Highly-indebted Lebanon's financial system has encouraged commercial banks to place foreign currency in the central bank for high returns, as Salameh seeks to maintain high foreign reserves to defend the Lebanese pound's peg to the dollar as the economy stagnates and a political stalemate drags on.
As a result, commercial banks have gradually stopped subscribing to weekly treasury bill auctions.
This means the central bank has been left to buy up government debt - incurring losses on the difference between the interest it receives on this and the high interest rates it pays out to commercial banks to keep money flowing in.
Salameh said he and Finance Minister Ali Hassan Khalil had on Tuesday agreed a plan to attract funding for government debt issuances and said Lebanon's banking sector is capable of financing the state's foreign and domestic debt in 2019.

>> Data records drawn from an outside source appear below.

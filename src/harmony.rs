//! Seeded generation of harmonious colors.
//!
//! Given "locked" base colors and a [`HarmonyMode`], the generator
//! synthesizes new colors related to the bases by a hue rotation plus a
//! random jitter of hue, lightness and chroma in L\*C\*h.  The
//! [`HarmonyMode::DeltaESmart`] mode instead searches a Lab grid for
//! colors at a chosen perceptual distance from every base.
//!
//! Generation is deterministic: the same bases, mode, count, variation
//! index and batch seed always give the same colors.

use std::fmt;
use std::str::FromStr;
use std::time::{SystemTime, UNIX_EPOCH};
use log::debug;
use rand::{rngs::StdRng, Rng, SeedableRng};
use serde::{Deserialize, Serialize};
use crate::color::Color;
use crate::error::Error;

/// Color-theory rule relating generated colors to the bases.
#[derive(Clone, Copy, Debug, PartialEq, Eq, Hash, Serialize, Deserialize)]
#[serde(rename_all = "kebab-case")]
pub enum HarmonyMode {
    /// Opposite hue (180°).
    Complementary,
    /// Same hue family, widely jittered.
    Analogous,
    /// 120° and 240°, alternately.
    Triadic,
    /// 150° and 210°, alternately.
    SplitComplementary,
    /// Grid search for colors at a target ΔE from all bases.
    DeltaESmart,
}

impl HarmonyMode {
    pub const ALL: [HarmonyMode; 5] = [
        HarmonyMode::Complementary,
        HarmonyMode::Analogous,
        HarmonyMode::Triadic,
        HarmonyMode::SplitComplementary,
        HarmonyMode::DeltaESmart,
    ];

    /// Hue rotations (degrees) applied alternately across outputs.
    /// Empty for [`HarmonyMode::DeltaESmart`].
    pub fn offsets(&self) -> &'static [f64] {
        match self {
            HarmonyMode::Complementary => &[180.],
            HarmonyMode::Analogous => &[0.],
            HarmonyMode::Triadic => &[120., 240.],
            HarmonyMode::SplitComplementary => &[150., 210.],
            HarmonyMode::DeltaESmart => &[],
        }
    }

    pub fn name(&self) -> &'static str {
        match self {
            HarmonyMode::Complementary => "complementary",
            HarmonyMode::Analogous => "analogous",
            HarmonyMode::Triadic => "triadic",
            HarmonyMode::SplitComplementary => "split-complementary",
            HarmonyMode::DeltaESmart => "delta-e-smart",
        }
    }
}

impl fmt::Display for HarmonyMode {
    fn fmt(&self, f: &mut fmt::Formatter<'_>) -> fmt::Result {
        f.write_str(self.name())
    }
}

impl FromStr for HarmonyMode {
    type Err = Error;

    fn from_str(s: &str) -> Result<Self, Error> {
        let s = s.trim();
        HarmonyMode::ALL.iter().copied()
            .find(|m| m.name().eq_ignore_ascii_case(s))
            .ok_or_else(|| Error::Parse(s.to_string()))
    }
}

/// Jitter amounts and search bounds of the generator.
#[derive(Clone, Copy, Debug, PartialEq, Serialize, Deserialize)]
#[serde(default)]
pub struct GeneratorConfig {
    /// Maximum lightness change (±) from the base.
    pub lightness_jitter: f64,
    /// Maximum chroma change (±) from the base.
    pub chroma_jitter: f64,
    /// Maximum hue jitter (±, degrees) per mode.
    pub complementary_jitter: f64,
    pub analogous_jitter: f64,
    pub triadic_jitter: f64,
    pub split_jitter: f64,
    /// Outputs closer than this (ΔE) to an earlier output are redrawn…
    pub min_separation: f64,
    /// …at most this many times.
    pub max_redraws: usize,
    /// Lab grid of the ΔE-smart mode: `[start, end, step]`.
    pub grid_lightness: [f64; 3],
    pub grid_ab: [f64; 3],
    /// Range of the target ΔE between candidates and bases.
    pub target_distance: [f64; 2],
    /// Range of the minimum ΔE between accepted candidates.
    pub spread_distance: [f64; 2],
    /// Maximum tie-breaking noise added to candidate scores.
    pub noise: f64,
}

impl Default for GeneratorConfig {
    fn default() -> Self {
        GeneratorConfig {
            lightness_jitter: 30.,
            chroma_jitter: 20.,
            complementary_jitter: 12.,
            analogous_jitter: 35.,
            triadic_jitter: 10.,
            split_jitter: 10.,
            min_separation: 4.,
            max_redraws: 8,
            grid_lightness: [15., 90., 8.],
            grid_ab: [-60., 60., 12.],
            target_distance: [25., 45.],
            spread_distance: [10., 20.],
            noise: 2.,
        }
    }
}

impl GeneratorConfig {
    fn hue_jitter(&self, mode: HarmonyMode) -> f64 {
        match mode {
            HarmonyMode::Complementary => self.complementary_jitter,
            HarmonyMode::Analogous => self.analogous_jitter,
            HarmonyMode::Triadic => self.triadic_jitter,
            HarmonyMode::SplitComplementary => self.split_jitter,
            HarmonyMode::DeltaESmart => 0.,
        }
    }
}

/// A seed for a new batch of suggestions, derived from the clock.
/// Persist it to reproduce the batch.
pub fn clock_seed() -> u64 {
    SystemTime::now().duration_since(UNIX_EPOCH)
        .map_or(0, |d| d.as_millis() as u64)
}

#[inline]
fn uniform(rng: &mut StdRng, lo: f64, hi: f64) -> f64 {
    lo + (hi - lo) * rng.random::<f64>()
}

/// `lo`, `lo + step`, … up to `hi` (included).
fn steps([lo, hi, step]: [f64; 3]) -> impl Iterator<Item = f64> {
    let n = if step > 0. && hi >= lo { ((hi - lo) / step).floor() as usize + 1 }
            else { 1 };
    (0 .. n).map(move |k| lo + k as f64 * step)
}

/// The harmony generator.
#[derive(Clone, Copy, Debug, Default)]
pub struct Generator {
    config: GeneratorConfig,
}

impl Generator {
    pub fn new(config: GeneratorConfig) -> Self { Generator { config } }

    #[inline]
    pub fn config(&self) -> &GeneratorConfig { &self.config }

    fn rng(batch_seed: u64, variation: u32) -> StdRng {
        let mix = (variation as u64 + 1).wrapping_mul(0x9E37_79B9_7F4A_7C15);
        StdRng::seed_from_u64(batch_seed ^ mix)
    }

    /// A random base: any hue, lightness 40–70, chroma 15–55.
    fn synthetic_base(rng: &mut StdRng) -> Color {
        let h = uniform(rng, 0., 360.);
        let l = uniform(rng, 40., 70.);
        let c = uniform(rng, 15., 55.);
        Color::polar(l, c, h)
    }

    /// Generate `count` colors related to `bases` by `mode`.
    ///
    /// `variation` distinguishes the palettes of one batch; `batch_seed`
    /// identifies the batch.  When `bases` is empty a random base is
    /// synthesized first.  The ΔE-smart mode may return fewer colors than
    /// requested.  All returned colors are displayable (they survive a
    /// round trip through their hex encoding).
    pub fn generate(&self, bases: &[Color], mode: HarmonyMode, count: usize,
                    variation: u32, batch_seed: u64) -> Vec<Color> {
        if count == 0 { return vec![] }
        let mut rng = Self::rng(batch_seed, variation);
        let synthetic;
        let bases = if bases.is_empty() {
            synthetic = [Self::synthetic_base(&mut rng)];
            &synthetic[..]
        } else {
            bases
        };
        match mode {
            HarmonyMode::DeltaESmart => self.delta_e_smart(bases, count, &mut rng),
            _ => self.rotated(bases, mode, count, &mut rng),
        }
    }

    /// One palette per variation index `0 .. variations`.
    pub fn generate_batch(&self, bases: &[Color], mode: HarmonyMode,
                          count: usize, variations: u32, batch_seed: u64)
                          -> Vec<Vec<Color>> {
        (0 .. variations)
            .map(|v| self.generate(bases, mode, count, v, batch_seed))
            .collect()
    }

    fn rotated(&self, bases: &[Color], mode: HarmonyMode, count: usize,
               rng: &mut StdRng) -> Vec<Color> {
        let cfg = &self.config;
        let offsets = mode.offsets();
        let hj = cfg.hue_jitter(mode);
        let mut out: Vec<Color> = Vec::with_capacity(count);
        let mut redraws = 0;
        for i in 0 .. count {
            let base = bases[i % bases.len()].to_lch();
            let rot = offsets[i % offsets.len()];
            let mut pick = None;
            for attempt in 0 ..= cfg.max_redraws {
                let h = base.h + rot + uniform(rng, -hj, hj);
                let l = base.l + uniform(rng, -cfg.lightness_jitter,
                                         cfg.lightness_jitter);
                let c = base.c + uniform(rng, -cfg.chroma_jitter,
                                         cfg.chroma_jitter);
                let Ok(color) = Color::lch(l.clamp(0., 100.), c.max(0.), h)
                else { continue };
                let color = color.snapped();
                if attempt == cfg.max_redraws
                    || out.iter().all(|o| o.distance(&color) >= cfg.min_separation) {
                    pick = Some(color);
                    break
                }
                redraws += 1;
            }
            out.extend(pick);
        }
        debug!("{mode}: {} colors from {} bases ({redraws} redraws)",
               out.len(), bases.len());
        out
    }

    fn delta_e_smart(&self, bases: &[Color], count: usize, rng: &mut StdRng)
                     -> Vec<Color> {
        let cfg = &self.config;
        let target = uniform(rng, cfg.target_distance[0], cfg.target_distance[1]);
        let spread = uniform(rng, cfg.spread_distance[0], cfg.spread_distance[1]);
        let mut grid: Vec<(f64, Color)> = vec![];
        for l in steps(cfg.grid_lightness) {
            for a in steps(cfg.grid_ab) {
                for b in steps(cfg.grid_ab) {
                    let Ok(c) = Color::lab(l, a, b) else { continue };
                    if !c.is_displayable() { continue }
                    let miss = bases.iter()
                        .map(|base| (c.distance(base) - target).abs())
                        .sum::<f64>() / bases.len() as f64;
                    grid.push((miss + uniform(rng, 0., cfg.noise), c));
                }
            }
        }
        grid.sort_by(|x, y| x.0.total_cmp(&y.0));
        let mut out: Vec<Color> = Vec::with_capacity(count);
        for (_, c) in &grid {
            if out.len() == count { break }
            let c = c.snapped();
            if out.iter().all(|o| o.distance(&c) >= spread) {
                out.push(c);
            }
        }
        debug!("delta-e-smart: {} of {count} colors from {} candidates \
                (target {target:.1}, spread {spread:.1})",
               out.len(), grid.len());
        out
    }
}

/// Generate colors with the default configuration; see
/// [`Generator::generate`].
pub fn generate(bases: &[Color], mode: HarmonyMode, count: usize,
                variation: u32, batch_seed: u64) -> Vec<Color> {
    Generator::default().generate(bases, mode, count, variation, batch_seed)
}


#[cfg(test)]
mod tests {
    use super::*;
    use crate::color::hue_distance;

    fn bases() -> Vec<Color> {
        ["#B5651D", "#F5F0E8", "#9CAF88", "#8B4513", "#1C1C1C"].iter()
            .map(|h| Color::from_hex(h).unwrap()).collect()
    }

    fn still() -> GeneratorConfig {
        GeneratorConfig { lightness_jitter: 0., chroma_jitter: 0.,
                          complementary_jitter: 0., analogous_jitter: 0.,
                          triadic_jitter: 0., split_jitter: 0.,
                          ..GeneratorConfig::default() }
    }

    #[test]
    fn deterministic() {
        for mode in HarmonyMode::ALL {
            let a = generate(&bases(), mode, 6, 3, 1234);
            let b = generate(&bases(), mode, 6, 3, 1234);
            assert_eq!(a, b, "{mode}");
            assert!(!a.is_empty());
        }
    }

    #[test]
    fn variations_differ() {
        let batch = Generator::default()
            .generate_batch(&bases(), HarmonyMode::Triadic, 6, 3, 99);
        assert_eq!(batch.len(), 3);
        assert_ne!(batch[0], batch[1]);
        assert_ne!(batch[1], batch[2]);
        assert_eq!(batch[2], generate(&bases(), HarmonyMode::Triadic, 6, 2, 99));
    }

    #[test]
    fn empty_count() {
        for mode in HarmonyMode::ALL {
            assert!(generate(&bases(), mode, 0, 0, 1).is_empty());
        }
    }

    #[test]
    fn without_bases() {
        let out = generate(&[], HarmonyMode::Complementary, 5, 0, 7);
        assert_eq!(out.len(), 5);
        assert_eq!(out, generate(&[], HarmonyMode::Complementary, 5, 0, 7));
        assert!(out.iter().all(|c| c.is_displayable()));
    }

    #[test]
    fn rotations() {
        let g = Generator::new(still());
        let base = Color::lch(50., 25., 40.).unwrap();
        for (mode, expected) in [(HarmonyMode::Complementary, [220., 220.]),
                                 (HarmonyMode::Triadic, [160., 280.]),
                                 (HarmonyMode::SplitComplementary, [190., 250.]),
                                 (HarmonyMode::Analogous, [40., 40.])] {
            let out = g.generate(&[base], mode, 4, 0, 5);
            assert_eq!(out.len(), 4);
            for (i, c) in out.iter().enumerate() {
                let h = expected[i % 2];
                assert!(hue_distance(c.hue(), h) < 2., "{mode}: {} vs {h}",
                        c.hue());
                assert!((c.lightness() - 50.).abs() < 1.);
            }
        }
    }

    #[test]
    fn jitter_is_bounded() {
        let base = Color::lch(50., 25., 40.).unwrap();
        let out = generate(&[base], HarmonyMode::Analogous, 30, 0, 11);
        assert_eq!(out.len(), 30);
        // Gamut clipping may move the lightness by a few units.
        for c in &out {
            assert!((c.lightness() - 50.).abs() <= 34.);
        }
    }

    #[test]
    fn delta_e_smart_is_spread() {
        let out = generate(&bases(), HarmonyMode::DeltaESmart, 8, 0, 42);
        assert_eq!(out.len(), 8);
        for (i, c) in out.iter().enumerate() {
            assert!(c.is_displayable());
            for d in &out[i + 1 ..] {
                assert!(c.distance(d) >= 9.5, "{c} {d}");
            }
        }
    }

    #[test]
    fn delta_e_smart_may_return_fewer() {
        let out = generate(&bases(), HarmonyMode::DeltaESmart, 1000, 0, 42);
        assert!(!out.is_empty());
        assert!(out.len() < 1000);
    }

    #[test]
    fn mode_names() {
        for mode in HarmonyMode::ALL {
            assert_eq!(mode.to_string().parse::<HarmonyMode>().unwrap(), mode);
        }
        assert_eq!("Split-Complementary".parse::<HarmonyMode>().unwrap(),
                   HarmonyMode::SplitComplementary);
        assert!("pentadic".parse::<HarmonyMode>().is_err());
    }
}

"We agreed this system for paying foreign and domestic debts is within our capabilities and within the capacities available to the banking sector," Salameh said in televised remarks after meeting Khalil.
Under the plan, banks will exchange their dollar deposits at the central bank for Lebanese pound debt at market rates. "These will not be short-term issues, but issues of 10, 15, 20 years," Salameh said.
He said the banks were in a position to fund government debt because of the financial engineering and operations which the central bank has carried out over the past three years.
"Therefore the situation will continue to be stable, be it on the level of the Lebanese pound's exchange rate or credit in Lebanon," he said.
Lebanon has the world's third highest debt-to-GDP ratio and stagnant growth. The International Monetary Fund said in June that reforms are urgently needed to put the debt on a sustainable footing.
But almost seven months since the parliamentary election, Prime Minister-designate Saad al-Hariri has hit a wall in efforts to form a national unity government as political factions jostle for positions in a new cabinet.